I just open both front and back car doors and have at it... usually I only change after races, and there's so much nudity at races, what's some more? If I want more privacy I just sit in the front seat of my car (Subaru Forester, so kinda roomy). Bibs can be hard to put on and off sitting down, so I'll just stand outside with a blanket wrapped around my waist. I stopped being modest a long time ago!


----------



## catsruletn (Dec 7, 2013)

So what method do you guys use for changing out of your sweaty bike clothes after a ride? I am so jealous of men in this area since they can just whip off their sweaty jersey and put on a dry shirt just like that. I am always left searching for a bathroom or at least a port-a-potty to change in. I can get out of my bottoms pretty easily by just putting on a skirt and slipping my shorts off or even just using a towel around my waist but my top is a whole different story. The sports bras I use are the kind that go over my head so for the life of me I can't figure out a discreet way to get my jersey off, get my complicated sports bra off and then get a dry bra and shirt on while standing beside my car without getting arrested for indecent exposure. :madman:


----------



## catsruletn (Dec 7, 2013)

I have changed in my car before but down here it gets so damned hot that this time of the year that is mighty unpleasant.


----------



## formica (Jul 4, 2004)

I either sit in the car and just do it or turn my back and just do it. Being an old dirt bag from way back I'm not too shy. I do try to be discrete - that's why I'll sit in the care to do the top half. If someone is looking that hard they are welcome to my baby chewed boobs.

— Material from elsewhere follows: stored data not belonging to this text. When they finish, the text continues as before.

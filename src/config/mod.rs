//! 설정 모듈
//!
//! 모든 튜닝 값(청크 크기, 관련도 임계값, 엔드포인트)을 하나의 값 객체로 모읍니다.
//! 프로세스 시작 시 한 번 로드하여 각 컴포넌트 생성자에 전달합니다.
//!
//! 검색 순서:
//! 1. `$KB_RAG_CONFIG` 환경변수가 가리키는 TOML 파일
//! 2. `<data_dir>/config.toml`
//! 3. 내장 기본값

use std::path::{Path, PathBuf};

use serde::{Deserialize, Serialize};

use crate::error::{KbError, Result};

// ============================================================================
// Data Directory
// ============================================================================

/// 기본 데이터 디렉토리 (~/.local/share/.kb-rag/ 등)
///
/// `KB_RAG_DATA_DIR` 환경변수로 덮어쓸 수 있습니다.
pub fn get_data_dir() -> PathBuf {
    if let Ok(dir) = std::env::var("KB_RAG_DATA_DIR") {
        if !dir.is_empty() {
            return PathBuf::from(dir);
        }
    }

    dirs::data_local_dir()
        .or_else(dirs::home_dir)
        .unwrap_or_else(|| PathBuf::from("."))
        .join(".kb-rag")
}

// ============================================================================
// Config
// ============================================================================

/// 루트 설정
#[derive(Debug, Clone, Serialize, Deserialize)]
pub struct Config {
    /// 데이터 저장 디렉토리 (LanceDB, 원문 Markdown)
    #[serde(default = "get_data_dir")]
    pub data_dir: PathBuf,

    #[serde(default)]
    pub chunking: ChunkingConfig,

    #[serde(default)]
    pub retrieval: RetrievalConfig,

    #[serde(default)]
    pub rag: RagConfig,

    #[serde(default)]
    pub embedding: EmbeddingConfig,

    #[serde(default)]
    pub llm: LlmConfig,
}

impl Default for Config {
    fn default() -> Self {
        Self {
            data_dir: get_data_dir(),
            chunking: ChunkingConfig::default(),
            retrieval: RetrievalConfig::default(),
            rag: RagConfig::default(),
            embedding: EmbeddingConfig::default(),
            llm: LlmConfig::default(),
        }
    }
}

/// 청킹 설정 (문자 수 기준)
#[derive(Debug, Clone, Serialize, Deserialize)]
#[serde(default)]
pub struct ChunkingConfig {
    pub chunk_size: usize,
    pub chunk_overlap: usize,
}

impl Default for ChunkingConfig {
    fn default() -> Self {
        Self {
            chunk_size: 500,
            chunk_overlap: 100,
        }
    }
}

/// 검색 설정
#[derive(Debug, Clone, Serialize, Deserialize)]
#[serde(default)]
pub struct RetrievalConfig {
    /// 호출자가 요청한 top_k의 상한
    pub max_top_k: usize,
}

impl Default for RetrievalConfig {
    fn default() -> Self {
        Self { max_top_k: 5 }
    }
}

/// RAG 설정
#[derive(Debug, Clone, Serialize, Deserialize)]
#[serde(default)]
pub struct RagConfig {
    /// 컨텍스트에 포함할 최소 관련도 (0.0 ~ 1.0)
    pub min_relevance: f32,
    /// 임계값을 넘는 결과가 없을 때 사용할 상위 결과 수
    pub fallback_results: usize,
}

impl Default for RagConfig {
    fn default() -> Self {
        Self {
            min_relevance: 0.6,
            fallback_results: 2,
        }
    }
}

/// 임베딩 API 설정 (OpenAI 호환 `/embeddings`)
#[derive(Debug, Clone, Serialize, Deserialize)]
#[serde(default)]
pub struct EmbeddingConfig {
    pub base_url: String,
    pub model: String,
    pub dimension: usize,
    pub timeout_secs: u64,
}

impl Default for EmbeddingConfig {
    fn default() -> Self {
        Self {
            base_url: "https://api.siliconflow.cn/v1".to_string(),
            model: "BAAI/bge-m3".to_string(),
            dimension: 1024,
            timeout_secs: 30,
        }
    }
}

/// 생성 모델 설정 (OpenAI 호환 `/chat/completions`)
#[derive(Debug, Clone, Serialize, Deserialize)]
#[serde(default)]
pub struct LlmConfig {
    pub provider: String,
    pub base_url: String,
    pub model: String,
    pub max_tokens: u32,
    pub temperature: f32,
    pub timeout_secs: u64,
}

impl Default for LlmConfig {
    fn default() -> Self {
        Self {
            provider: "deepseek".to_string(),
            base_url: "https://api.deepseek.com".to_string(),
            model: "deepseek-chat".to_string(),
            max_tokens: 2048,
            temperature: 0.7,
            timeout_secs: 120,
        }
    }
}

impl Config {
    /// 표준 검색 순서로 설정 로드
    ///
    /// 파일이 없으면 기본값을 사용합니다. 파일이 있는데 잘못된 경우는 에러입니다.
    pub fn load() -> Result<Self> {
        if let Ok(path) = std::env::var("KB_RAG_CONFIG") {
            if !path.is_empty() {
                return Self::load_from_file(Path::new(&path));
            }
        }

        let default_path = get_data_dir().join("config.toml");
        if default_path.exists() {
            return Self::load_from_file(&default_path);
        }

        tracing::debug!("No config file found, using defaults");
        Ok(Self::default())
    }

    /// 지정된 TOML 파일에서 로드
    pub fn load_from_file(path: &Path) -> Result<Self> {
        let contents = std::fs::read_to_string(path).map_err(|e| {
            KbError::invalid(format!("cannot read config {}: {}", path.display(), e))
        })?;
        let config = Self::from_toml(&contents)?;
        tracing::info!(path = %path.display(), "Loaded config");
        Ok(config)
    }

    /// TOML 문자열 파싱 + 검증
    pub fn from_toml(contents: &str) -> Result<Self> {
        let config: Self = toml::from_str(contents)
            .map_err(|e| KbError::invalid(format!("malformed config: {}", e)))?;
        config.validate()?;
        Ok(config)
    }

    /// 값 범위 검증
    pub fn validate(&self) -> Result<()> {
        let c = &self.chunking;
        if c.chunk_size == 0 {
            return Err(KbError::invalid("chunking.chunk_size must be > 0"));
        }
        if c.chunk_overlap >= c.chunk_size {
            return Err(KbError::invalid(format!(
                "chunking.chunk_overlap ({}) must be in [0, {})",
                c.chunk_overlap, c.chunk_size
            )));
        }
        if self.retrieval.max_top_k == 0 {
            return Err(KbError::invalid("retrieval.max_top_k must be > 0"));
        }
        if !(0.0..=1.0).contains(&self.rag.min_relevance) {
            return Err(KbError::invalid(format!(
                "rag.min_relevance ({}) must be in [0, 1]",
                self.rag.min_relevance
            )));
        }
        if self.embedding.dimension == 0 {
            return Err(KbError::invalid("embedding.dimension must be > 0"));
        }
        Ok(())
    }

    /// LanceDB 디렉토리 경로
    pub fn lance_path(&self) -> PathBuf {
        self.data_dir.join("knowledge.lance")
    }

    /// 원문 Markdown 디렉토리 경로
    pub fn raw_dir(&self) -> PathBuf {
        self.data_dir.join("raw")
    }
}

// ============================================================================
// Tests
// ============================================================================
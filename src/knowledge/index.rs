//! Vector Index - 영속 벡터 인덱스 트레이트 및 레코드 타입
//!
//! 임베딩 계산은 하지 않습니다. `KnowledgeBase`가 임베딩한 벡터를 받아 저장/검색만 합니다.

use anyhow::Result;
use async_trait::async_trait;
use chrono::{DateTime, Utc};
use serde::Serialize;

use crate::error::KbError;

// ============================================================================
// Types
// ============================================================================

/// 청크 레코드 (메타데이터 포함, 벡터 제외)
#[derive(Debug, Clone, PartialEq, Serialize)]
pub struct ChunkRecord {
    /// 청크 ID (`<item_id>_chunk<i>`)
    pub id: String,
    /// 소속 지식 항목 ID
    pub item_id: String,
    /// 항목 내 위치 (0-based)
    pub chunk_index: i32,
    /// 생성 시점의 항목 청크 수
    pub total_chunks: i32,
    /// 청크 텍스트
    pub text: String,
    pub title: String,
    pub tags: Vec<String>,
    pub source: String,
    pub created_at: DateTime<Utc>,
}

impl ChunkRecord {
    /// 태그 집합에 `tag`가 포함되는지 (정확 일치)
    pub fn has_tag(&self, tag: &str) -> bool {
        self.tags.iter().any(|t| t == tag)
    }
}

/// 저장용 엔트리 (레코드 + 임베딩)
#[derive(Debug, Clone)]
pub struct IndexEntry {
    pub record: ChunkRecord,
    pub embedding: Vec<f32>,
}

/// 최근접 이웃 검색 결과
#[derive(Debug, Clone)]
pub struct Neighbor {
    pub record: ChunkRecord,
    /// 코사인 거리 (0.0 = 동일)
    pub distance: f32,
}

/// 메타데이터 필터
#[derive(Debug, Clone, PartialEq, Eq)]
pub enum MetadataFilter {
    /// 태그 집합에 해당 태그 포함
    Tag(String),
    /// 특정 항목의 청크
    ItemId(String),
}

impl MetadataFilter {
    /// 태그 필터 생성 (검증 포함)
    ///
    /// 태그는 쉼표로 직렬화되므로 쉼표를 포함할 수 없습니다.
    pub fn tag(tag: &str) -> Result<Self, KbError> {
        let tag = tag.trim();
        if tag.is_empty() {
            return Err(KbError::invalid("tag filter must not be empty"));
        }
        if tag.contains(',') {
            return Err(KbError::invalid(format!(
                "tag filter must be a single tag, got {:?}",
                tag
            )));
        }
        Ok(Self::Tag(tag.to_string()))
    }

    /// 레코드가 필터를 만족하는지
    pub fn matches(&self, record: &ChunkRecord) -> bool {
        match self {
            Self::Tag(tag) => record.has_tag(tag),
            Self::ItemId(id) => record.item_id == *id,
        }
    }
}

/// 메타데이터 부분 수정 (None은 유지)
#[derive(Debug, Clone, Default)]
pub struct MetadataUpdate {
    pub title: Option<String>,
    pub tags: Option<Vec<String>>,
    pub source: Option<String>,
}

impl MetadataUpdate {
    pub fn is_empty(&self) -> bool {
        self.title.is_none() && self.tags.is_none() && self.source.is_none()
    }
}

// ============================================================================
// VectorIndex Trait
// ============================================================================

/// 영속 벡터 인덱스 트레이트 (async)
#[async_trait]
pub trait VectorIndex: Send + Sync {
    /// 엔트리 배치 upsert (한 번의 호출로 원자적 반영)
    async fn upsert(&self, entries: &[IndexEntry]) -> Result<usize>;

    /// 최근접 이웃 검색 (거리 오름차순)
    async fn nearest(
        &self,
        query: &[f32],
        k: usize,
        filter: Option<&MetadataFilter>,
    ) -> Result<Vec<Neighbor>>;

    /// 필터에 맞는 레코드 조회 (저장 순서, 최대 `limit` 행)
    async fn get(&self, filter: Option<&MetadataFilter>, limit: usize) -> Result<Vec<ChunkRecord>>;

    /// ID 목록으로 삭제, 삭제된 행 수 반환
    async fn delete(&self, ids: &[String]) -> Result<usize>;

    /// 항목의 모든 청크 메타데이터 수정, 수정된 행 수 반환
    async fn update_metadata(&self, item_id: &str, update: &MetadataUpdate) -> Result<usize>;

    /// 전체 행 수
    async fn count(&self) -> Result<usize>;
}

// ============================================================================
// Tag Helpers
// ============================================================================

/// 쉼표 구분 문자열을 태그 목록으로 (공백 제거, 빈 항목/중복 무시, 순서 유지)
pub fn parse_tags(raw: &str) -> Vec<String> {
    let mut tags: Vec<String> = Vec::new();
    for tag in raw.split(',').map(str::trim).filter(|t| !t.is_empty()) {
        if !tags.iter().any(|t| t == tag) {
            tags.push(tag.to_string());
        }
    }
    tags
}

/// 태그 목록 직렬화 (`a,b`)
pub fn join_tags(tags: &[String]) -> String {
    tags.join(",")
}

/// 집합 포함 검사용 태그 키 (`,a,b,`)
///
/// `,tag,` 부분 문자열 검사가 정확한 원소 일치와 같아집니다.
pub fn tag_key(tags: &[String]) -> String {
    if tags.is_empty() {
        String::new()
    } else {
        format!(",{},", tags.join(","))
    }
}

// ============================================================================
// Tests
// ============================================================================
//! Markdown pipeline: parse, run processors, serialize.

use pulldown_cmark::{Options, Parser};

use crate::builder::TreeBuilder;
use crate::html::to_html;
use crate::processor::{InlineProcessor, TreeProcessor, apply_inline};
use crate::registry::{Capability, Registry};
use crate::tree::Element;

/// Markdown converter with pluggable processors.
///
/// Processing order:
///
/// 1. pulldown-cmark events are assembled into an [`Element`] tree.
/// 2. Inline processors run over all text, in registration order.
/// 3. Tree processors run once over the finished tree, in registration order.
///
/// The instance is reusable across documents; tree processors may cache
/// per-pipeline state between runs.
///
/// # Example
///
/// ```
/// use mdx_renderer::Markdown;
///
/// let mut md = Markdown::new();
/// assert_eq!(md.convert("# Hello\n\n**Bold** text"), "<h1>Hello</h1><p><strong>Bold</strong> text</p>");
/// ```
pub struct Markdown {
    registry: Registry,
    inline_processors: Vec<Box<dyn InlineProcessor>>,
    tree_processors: Vec<Box<dyn TreeProcessor>>,
}

impl Default for Markdown {
    fn default() -> Self {
        Self::new()
    }
}

impl Markdown {
    /// Create a pipeline with no processors and no capabilities.
    #[must_use]
    pub fn new() -> Self {
        Self {
            registry: Registry::new(),
            inline_processors: Vec::new(),
            tree_processors: Vec::new(),
        }
    }

    /// Advertise a capability to tree processors.
    #[must_use]
    pub fn with_capability(mut self, capability: Capability) -> Self {
        self.registry.register(capability);
        self
    }

    /// Register an inline processor.
    #[must_use]
    pub fn with_inline<P: InlineProcessor + 'static>(mut self, processor: P) -> Self {
        self.inline_processors.push(Box::new(processor));
        self
    }

    /// Register a tree processor.
    #[must_use]
    pub fn with_tree_processor<P: TreeProcessor + 'static>(mut self, processor: P) -> Self {
        self.tree_processors.push(Box::new(processor));
        self
    }

    /// Active capabilities.
    #[must_use]
    pub fn registry(&self) -> &Registry {
        &self.registry
    }

    /// Parser options: GFM tables and strikethrough, heading attributes.
    #[must_use]
    pub fn parser_options() -> Options {
        Options::ENABLE_TABLES | Options::ENABLE_STRIKETHROUGH | Options::ENABLE_HEADING_ATTRIBUTES
    }

    /// Parse markdown and run all processors, returning the root element.
    pub fn parse(&mut self, markdown: &str) -> Element {
        let parser = Parser::new_ext(markdown, Self::parser_options());
        let mut root = TreeBuilder::new().build(parser);
        self.process(&mut root);
        root
    }

    /// Run all processors over an already built tree.
    pub fn process(&mut self, root: &mut Element) {
        for processor in &self.inline_processors {
            tracing::debug!(processor = processor.name(), "Running inline processor");
            apply_inline(root, processor.as_ref());
        }
        for processor in &mut self.tree_processors {
            tracing::debug!(processor = processor.name(), "Running tree processor");
            processor.run(root, &self.registry);
        }
    }

    /// Convert markdown to HTML.
    pub fn convert(&mut self, markdown: &str) -> String {
        to_html(&self.parse(markdown))
    }
}
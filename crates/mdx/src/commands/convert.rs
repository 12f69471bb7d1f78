//! `mdx convert` command implementation.

use std::io::Write;
use std::path::{Path, PathBuf};

use clap::Args;
use mdx_config::Config;
use mdx_extensions::build_markdown;

use crate::error::CliError;
use crate::output::Output;

/// Arguments for the convert command.
#[derive(Args)]
pub(crate) struct ConvertArgs {
    /// Markdown file to convert.
    input: PathBuf,

    /// Path to configuration file (default: auto-discover mdx.toml).
    #[arg(short, long)]
    config: Option<PathBuf>,

    /// Write HTML to this file instead of stdout.
    #[arg(short, long)]
    output: Option<PathBuf>,

    /// Ignore `{...}` attribute lists on table captions (overrides config).
    #[arg(long)]
    no_attr_list: bool,

    /// Enable verbose output.
    #[arg(short, long)]
    pub(crate) verbose: bool,
}

impl ConvertArgs {
    pub(crate) fn execute(self) -> Result<(), CliError> {
        let output = Output::new();

        let config = self.load_config()?;
        if let Some(path) = &config.config_path {
            tracing::info!(path = %path.display(), "Loaded configuration");
        }

        let html = render_file(&self.input, &config)?;

        match &self.output {
            Some(path) => {
                std::fs::write(path, html)?;
                output.success(&format!("Wrote {}", path.display()));
            }
            None => {
                let mut stdout = std::io::stdout().lock();
                stdout.write_all(html.as_bytes())?;
                stdout.write_all(b"\n")?;
            }
        }
        if self.verbose {
            output.info(&format!("Converted {}", self.input.display()));
        }
        Ok(())
    }

    /// Load configuration and apply command line overrides.
    fn load_config(&self) -> Result<Config, CliError> {
        let mut config = Config::load(self.config.as_deref())?;
        if self.no_attr_list {
            config.extensions.attr_list = false;
        }
        Ok(config)
    }
}

/// Read a markdown file and render it to HTML.
fn render_file(input: &Path, config: &Config) -> Result<String, CliError> {
    let markdown = std::fs::read_to_string(input)?;
    let mut md = build_markdown(config);
    Ok(md.convert(&markdown))
}

#[cfg(test)]
mod tests {
    use super::*;
    use pretty_assertions::assert_eq;

    fn args(input: PathBuf, config: Option<PathBuf>) -> ConvertArgs {
        ConvertArgs {
            input,
            config,
            output: None,
            no_attr_list: false,
            verbose: false,
        }
    }

    #[test]
    fn test_render_file() {
        let dir = tempfile::tempdir().unwrap();
        let input = dir.path().join("doc.md");
        std::fs::write(&input, "See [@fig:plot].").unwrap();

        let html = render_file(&input, &Config::default()).unwrap();
        assert_eq!(
            html,
            r##"<p>See <span><a href="#fig:plot">fig.</a></span>.</p>"##
        );
    }

    #[test]
    fn test_render_missing_input() {
        let dir = tempfile::tempdir().unwrap();
        let result = render_file(&dir.path().join("missing.md"), &Config::default());
        assert!(matches!(result, Err(CliError::Io(_))));
    }

    #[test]
    fn test_load_config_missing_file() {
        let dir = tempfile::tempdir().unwrap();
        let args = args(dir.path().join("doc.md"), Some(dir.path().join("nope.toml")));
        assert!(matches!(args.load_config(), Err(CliError::Config(_))));
    }

    #[test]
    fn test_no_attr_list_overrides_config() {
        let dir = tempfile::tempdir().unwrap();
        let config_path = dir.path().join("mdx.toml");
        std::fs::write(&config_path, "[extensions]\nattr_list = true\n").unwrap();

        let mut args = args(dir.path().join("doc.md"), Some(config_path));
        args.no_attr_list = true;
        let config = args.load_config().unwrap();
        assert!(!config.extensions.attr_list);
    }

    #[test]
    fn test_execute_writes_output_file() {
        let dir = tempfile::tempdir().unwrap();
        let input = dir.path().join("doc.md");
        let config_path = dir.path().join("mdx.toml");
        let out = dir.path().join("doc.html");
        std::fs::write(&input, "| a |\n|---|\n| 1 |\n\nTable: Data {#tbl:data}").unwrap();
        std::fs::write(&config_path, "").unwrap();

        let mut args = args(input, Some(config_path));
        args.output = Some(out.clone());
        args.execute().unwrap();

        assert_eq!(
            std::fs::read_to_string(out).unwrap(),
            r#"<table id="tbl:data"><caption>Data</caption><thead><tr><th>a</th></tr></thead><tbody><tr><td>1</td></tr></tbody></table>"#
        );
    }
}
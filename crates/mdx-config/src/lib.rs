//! Configuration management for mdx.
//!
//! Parses `mdx.toml` configuration files with serde and provides
//! auto-discovery of config files in parent directories.
//!
//! ```toml
//! [extensions]
//! attr_list = true
//!
//! [crossref]
//! enable_ref_group = true
//! fig_prefix = ["Figure", "Figures"]
//! remove_ref_types = ["sec"]
//! ```
//!
//! Malformed values (a number where a delimiter is expected, an unknown
//! reference type, a prefix list that is not `[singular, plural]`) are
//! rejected while loading, so a pipeline is never built from invalid options.

mod crossref;

use serde::Deserialize;
use std::path::{Path, PathBuf};

pub use crossref::{CrossRefConfig, PrefixPair, RefType};

/// Configuration filename to search for.
const CONFIG_FILENAME: &str = "mdx.toml";

/// Application configuration.
#[derive(Debug, Default, Deserialize)]
#[serde(default)]
pub struct Config {
    /// Which document passes are registered with the pipeline.
    pub extensions: ExtensionsConfig,
    /// Cross-reference rendering options.
    pub crossref: CrossRefConfig,

    /// Path to the config file (set after loading).
    #[serde(skip)]
    pub config_path: Option<PathBuf>,
}

/// Extension toggles.
#[derive(Clone, Debug, PartialEq, Eq, Deserialize)]
#[serde(default)]
pub struct ExtensionsConfig {
    /// Resolve `[@type:tag]` cross-references.
    pub crossref: bool,
    /// Attach `Table: ...` paragraphs to adjacent tables.
    pub table_captions: bool,
    /// Register the attribute-list capability (`{#id .class key=value}`).
    pub attr_list: bool,
}

impl Default for ExtensionsConfig {
    fn default() -> Self {
        Self {
            crossref: true,
            table_captions: true,
            attr_list: true,
        }
    }
}

/// Configuration error.
#[derive(Debug, thiserror::Error)]
pub enum ConfigError {
    /// File not found.
    #[error("Configuration file not found: {}", .0.display())]
    NotFound(PathBuf),
    /// I/O error.
    #[error("I/O error: {0}")]
    Io(#[from] std::io::Error),
    /// TOML parsing error, including values of the wrong kind.
    #[error("TOML parse error: {0}")]
    Parse(#[from] toml::de::Error),
}

impl Config {
    /// Load configuration from file.
    ///
    /// If `config_path` is provided, loads from that file.
    /// Otherwise, searches for `mdx.toml` in current directory and parents,
    /// falling back to defaults when none is found.
    ///
    /// # Errors
    ///
    /// Returns error if explicit `config_path` doesn't exist or parsing fails.
    pub fn load(config_path: Option<&Path>) -> Result<Self, ConfigError> {
        if let Some(path) = config_path {
            if !path.exists() {
                return Err(ConfigError::NotFound(path.to_path_buf()));
            }
            Self::load_from_file(path)
        } else if let Some(discovered) = Self::discover_config() {
            Self::load_from_file(&discovered)
        } else {
            Ok(Self::default())
        }
    }

    /// Parse configuration from TOML text.
    ///
    /// # Errors
    ///
    /// Returns `ConfigError::Parse` for invalid TOML or values of the wrong kind.
    pub fn from_toml(content: &str) -> Result<Self, ConfigError> {
        Ok(toml::from_str(content)?)
    }

    /// Search for config file in current directory and parents.
    fn discover_config() -> Option<PathBuf> {
        let mut current = std::env::current_dir().ok()?;
        loop {
            let candidate = current.join(CONFIG_FILENAME);
            if candidate.exists() {
                return Some(candidate);
            }
            if !current.pop() {
                return None;
            }
        }
    }

    /// Load configuration from a specific file.
    fn load_from_file(path: &Path) -> Result<Self, ConfigError> {
        let content = std::fs::read_to_string(path)?;
        let mut config = Self::from_toml(&content)?;
        config.config_path = Some(path.to_path_buf());
        Ok(config)
    }
}
//! mdx CLI - Markdown to HTML with cross-references and table captions.
//!
//! Provides commands for:
//! - `convert`: Render a markdown file to HTML

mod commands;
mod error;
mod output;

use clap::{Parser, Subcommand};
use tracing_subscriber::EnvFilter;

use commands::ConvertArgs;
use output::Output;

/// mdx - Markdown with cross-references and table captions.
#[derive(Parser)]
#[command(name = "mdx", version, about)]
struct Cli {
    #[command(subcommand)]
    command: Commands,
}

#[derive(Subcommand)]
enum Commands {
    /// Render a markdown file to HTML.
    Convert(ConvertArgs),
}

fn main() {
    let cli = Cli::parse();
    let output = Output::new();

    // --verbose enables INFO level, otherwise use RUST_LOG
    let verbose = matches!(&cli.command, Commands::Convert(args) if args.verbose);
    let filter = if verbose {
        EnvFilter::new("info")
    } else {
        EnvFilter::from_default_env()
    };
    tracing_subscriber::fmt()
        .with_env_filter(filter)
        .with_writer(std::io::stderr)
        .init();

    let result = match cli.command {
        Commands::Convert(args) => args.execute(),
    };

    if let Err(err) = result {
        output.error(&format!("Error: {err}"));
        std::process::exit(1);
    }
}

for the bottom, I pack a skirt or a sarong ( pareo) either which I find much easier to deal with than a towel.


----------



## gabrielle (Jan 2, 2005)

catsruletn said:


> The sports bras I use are the kind that go over my head so for the life of me I can't figure out a discreet way to get my jersey off, get my complicated sports bra off and then get a dry bra and shirt on while standing beside my car without getting arrested for indecent exposure. :madman:


I hear ya. I could be in the middle of freakin' nowhere on a Tuesday afternoon - guaranteed as soon as I start changing, some guy shows up.

As others have mentioned, changing in the car & using a skirt are good options. Here's how I deal with the shirt: Jersey off; tank top on over the sport bra; sport bra off, straps first then the rest of it; new bra on under the tank top. Requires pretty stretchy straps for the sports bra.

Sorta like this, but less complicated: How to Take off Your Bra Without Taking off Your Shirt: 5 Steps


----------



## mtbxplorer (Dec 25, 2009)

catsruletn said:


> So what method do you guys use for changing out of your sweaty bike clothes after a ride? ...The sports bras I use are the kind that go over my head so for the life of me I can't figure out a discreet way to get my jersey off, get my complicated sports bra off and then get a dry bra and shirt on while standing beside my car without getting arrested for indecent exposure. :madman:


Skip the dry bra step and you can shave off valuable seconds.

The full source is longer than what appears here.